Here, we present Mercator, an R-package providing a flexible and user-friendly pipeline for unsupervised ML and visualization of any high-throughput data. Mercator makes it easy to quickly cluster and visualize any distance matrix using standard and high-dimensional graphical methods. These visualizations use consistent color schemes, enabling users to compare and contrast different metrics or different clustering algorithms. Critically, since cluster labels from different algorithms are arbitrary, Mercator can synchronize them making it easier to compare unsupervised analyses on large high-dimensional datasets. Mercator implements additional tools for binary matrices, including tools for removal of duplicate features, outlier detection, feature reduction and estimates of the number of clusters. In our internal tests, Mercator has successfully processed binary data containing 70 000 samples, 2700 features and at least 130 clusters. Package outputs from unsupervised analysis are inter-operable with other R tools for downstream analyses.
2 Implementation
Mercator streamlines rigorous and reproducible unsupervised ML on a matrix of binary or continuous high-throughput data in a user-friendly pipeline. For binary data, initial filtering is performed using Thresher (Wang et al., 2018) an R package implementing outlier detection, principal components analysis and von Mises Fisher mixture models. By identifying significant features, Thresher performs feature reduction through the identification and removal of non-informative features and the unbiased calculation of the number of groups (K) for downstream use.
Many unsupervised ML analyses rely on calculated similarities and differences between observed samples in a large feature space, based on a chosen distance metric. There is not one distance metric that is seen as superior to all others in all contexts for all data types.

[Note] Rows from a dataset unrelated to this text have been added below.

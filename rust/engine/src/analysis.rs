//! Rank/suit frequency counting and the flush and straight detectors.
//!
//! Counters are plain arrays indexed by [`Rank::ordinal`] and [`Suit::index`],
//! so results never depend on iteration order.

use crate::cards::{Card, Rank, Suit, RANKS, SUITS};

/// Ordinals of the wheel (2, 3, 4, 5, A).
const WHEEL: [u8; 5] = [0, 1, 2, 3, 12];

/// Occurrences of each rank in a card set.
#[derive(Debug, Clone, Copy, Default, PartialEq, Eq)]
pub struct RankCounts([usize; 13]);

impl RankCounts {
    pub fn get(&self, rank: Rank) -> usize {
        self.0[rank.ordinal() as usize]
    }

    /// The multiset of non-zero counts, largest first.
    pub fn sorted_desc(&self) -> Vec<usize> {
        let mut counts: Vec<usize> = self.0.iter().copied().filter(|&n| n > 0).collect();
        counts.sort_unstable_by(|a, b| b.cmp(a));
        counts
    }
}

/// Occurrences of each suit in a card set.
#[derive(Debug, Clone, Copy, Default, PartialEq, Eq)]
pub struct SuitCounts([usize; 4]);

impl SuitCounts {
    pub fn get(&self, suit: Suit) -> usize {
        self.0[suit.index()]
    }
}

pub fn count_by_rank(cards: &[Card]) -> RankCounts {
    let mut counts = [0usize; 13];
    for c in cards {
        counts[c.rank.ordinal() as usize] += 1;
    }
    RankCounts(counts)
}

pub fn count_by_suit(cards: &[Card]) -> SuitCounts {
    let mut counts = [0usize; 4];
    for c in cards {
        counts[c.suit.index()] += 1;
    }
    SuitCounts(counts)
}

/// True when any suit appears five or more times.
///
/// Structural only: it does not check that the suited cards are the ones
/// forming a straight.
pub fn is_flush(cards: &[Card]) -> bool {
    let counts = count_by_suit(cards);
    SUITS.iter().any(|&s| counts.get(s) >= 5)
}

/// True when five distinct ranks run consecutively, or the wheel (A-2-3-4-5) is present.
pub fn is_straight(cards: &[Card]) -> bool {
    let counts = count_by_rank(cards);
    // RANKS is in ordinal order, so this is sorted and distinct
    let ordinals: Vec<u8> = RANKS
        .iter()
        .filter(|&&r| counts.get(r) > 0)
        .map(|r| r.ordinal())
        .collect();

    let run = ordinals
        .windows(5)
        .any(|w| w.windows(2).all(|pair| pair[1] == pair[0] + 1));
    if run {
        return true;
    }

    // Ace plays low in the wheel
    WHEEL.iter().all(|o| ordinals.binary_search(o).is_ok())
}
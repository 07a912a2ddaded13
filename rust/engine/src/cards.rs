use std::fmt;
use std::str::FromStr;

use serde::{Deserialize, Serialize};

use crate::errors::EngineError;

/// Represents one of the four suits in a standard 52-card deck.
/// Used as a component of [`Card`] to fully define a playing card.
#[derive(Debug, Copy, Clone, Eq, PartialEq, Hash, Ord, PartialOrd, Serialize, Deserialize)]
pub enum Suit {
    /// Spades suit (♠)
    Spades,
    /// Hearts suit (♥)
    Hearts,
    /// Diamonds suit (♦)
    Diamonds,
    /// Clubs suit (♣)
    Clubs,
}

impl Suit {
    /// Position of the suit in [`SUITS`], used to index suit counters.
    pub fn index(self) -> usize {
        self as usize
    }

    pub fn symbol(self) -> char {
        match self {
            Suit::Spades => '♠',
            Suit::Hearts => '♥',
            Suit::Diamonds => '♦',
            Suit::Clubs => '♣',
        }
    }

    pub fn letter(self) -> char {
        match self {
            Suit::Spades => 's',
            Suit::Hearts => 'h',
            Suit::Diamonds => 'd',
            Suit::Clubs => 'c',
        }
    }

    fn from_char(c: char) -> Option<Suit> {
        match c.to_ascii_lowercase() {
            '♠' | 's' => Some(Suit::Spades),
            '♥' | 'h' => Some(Suit::Hearts),
            '♦' | 'd' => Some(Suit::Diamonds),
            '♣' | 'c' => Some(Suit::Clubs),
            _ => None,
        }
    }
}

/// Represents the rank (face value) of a playing card from Two through Ace.
/// Ranks are ordered 2 < 3 < ... < K < A; the ordinal runs 0 (Two) to 12 (Ace).
#[derive(Debug, Copy, Clone, Eq, PartialEq, Hash, Ord, PartialOrd, Serialize, Deserialize)]
pub enum Rank {
    /// Rank 2 (ordinal 0)
    Two,
    /// Rank 3
    Three,
    /// Rank 4
    Four,
    /// Rank 5
    Five,
    /// Rank 6
    Six,
    /// Rank 7
    Seven,
    /// Rank 8
    Eight,
    /// Rank 9
    Nine,
    /// Rank 10
    Ten,
    /// Jack
    Jack,
    /// Queen
    Queen,
    /// King
    King,
    /// Ace (ordinal 12)
    Ace,
}

impl Rank {
    pub fn ordinal(self) -> u8 {
        self as u8
    }

    pub fn from_ordinal(v: u8) -> Option<Rank> {
        RANKS.get(v as usize).copied()
    }

    /// Text used when displaying a card: `2`..`10`, `J`, `Q`, `K`, `A`.
    pub fn label(self) -> &'static str {
        match self {
            Rank::Two => "2",
            Rank::Three => "3",
            Rank::Four => "4",
            Rank::Five => "5",
            Rank::Six => "6",
            Rank::Seven => "7",
            Rank::Eight => "8",
            Rank::Nine => "9",
            Rank::Ten => "10",
            Rank::Jack => "J",
            Rank::Queen => "Q",
            Rank::King => "K",
            Rank::Ace => "A",
        }
    }

    fn from_label(s: &str) -> Option<Rank> {
        match s.to_ascii_uppercase().as_str() {
            "2" => Some(Rank::Two),
            "3" => Some(Rank::Three),
            "4" => Some(Rank::Four),
            "5" => Some(Rank::Five),
            "6" => Some(Rank::Six),
            "7" => Some(Rank::Seven),
            "8" => Some(Rank::Eight),
            "9" => Some(Rank::Nine),
            "10" | "T" => Some(Rank::Ten),
            "J" => Some(Rank::Jack),
            "Q" => Some(Rank::Queen),
            "K" => Some(Rank::King),
            "A" => Some(Rank::Ace),
            _ => None,
        }
    }
}

/// All suits in deck-building order.
pub const SUITS: [Suit; 4] = [Suit::Spades, Suit::Hearts, Suit::Diamonds, Suit::Clubs];

/// All ranks, lowest first. A rank's index here is its ordinal.
pub const RANKS: [Rank; 13] = [
    Rank::Two,
    Rank::Three,
    Rank::Four,
    Rank::Five,
    Rank::Six,
    Rank::Seven,
    Rank::Eight,
    Rank::Nine,
    Rank::Ten,
    Rank::Jack,
    Rank::Queen,
    Rank::King,
    Rank::Ace,
];

/// Represents a single playing card with a rank and suit.
/// Cards carry no identity beyond their value: two equal pairs are the same card.
#[derive(Debug, Copy, Clone, Eq, PartialEq, Hash, Ord, PartialOrd, Serialize, Deserialize)]
pub struct Card {
    /// The rank of the card (Two through Ace)
    pub rank: Rank,
    /// The suit of the card
    pub suit: Suit,
}

impl Card {
    pub const fn new(rank: Rank, suit: Suit) -> Self {
        Self { rank, suit }
    }
}

impl fmt::Display for Card {
    fn fmt(&self, f: &mut fmt::Formatter<'_>) -> fmt::Result {
        write!(f, "{}{}", self.rank.label(), self.suit.symbol())
    }
}

/// Parses `A♠`, `As`, `10h`, `Td` and friends (case-insensitive).
impl FromStr for Card {
    type Err = EngineError;

    fn from_str(s: &str) -> Result<Self, Self::Err> {
        let text = s.trim();
        let invalid = || EngineError::InvalidCard(text.to_string());
        let suit_char = text.chars().last().ok_or_else(invalid)?;
        let suit = Suit::from_char(suit_char).ok_or_else(invalid)?;
        let rank_text = &text[..text.len() - suit_char.len_utf8()];
        let rank = Rank::from_label(rank_text).ok_or_else(invalid)?;
        Ok(Card { rank, suit })
    }
}

/// Parses a list of cards separated by whitespace or commas.
pub fn parse_cards(text: &str) -> Result<Vec<Card>, EngineError> {
    text.split(|c: char| c.is_whitespace() || c == ',')
        .filter(|t| !t.is_empty())
        .map(str::parse)
        .collect()
}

For continuous data, Mercator relies on existing distance metrics in R. For binary data, Mercator supports 10 metrics, representing major subgroups defined by Choi and colleagues (Choi et al., 2010): Jaccard, Sokal & Michener, Hamming, Russell-Rao, Pearson, Goodman & Kruskal, Manhattan, Canberra, Binary and Euclidean. These 10 representative metrics capture appropriate solutions in common and uncommon use for asymmetric and symmetric binary, categorical and continuous data. To cluster, Mercator uses Partitioning Around Medoids (PAM), an efficient k-medoids algorithm compatible with multiple methods of distance calculation (Kaufman and Rousseeuw, 1990). However, Mercator allows researchers to use any desired clustering algorithm and link import its results for use with its visualization tools. Mercator also provides a simple interface to computation and display of the silhouette width (Kaufman and Rousseeuw, 1990) for any distance metric or clustering algorithm. Combined with the other visualization methods, the ease-of-use of the silhouette width plots can help select appropriate distance metrics or clustering algorithms that provide a good fit to the data.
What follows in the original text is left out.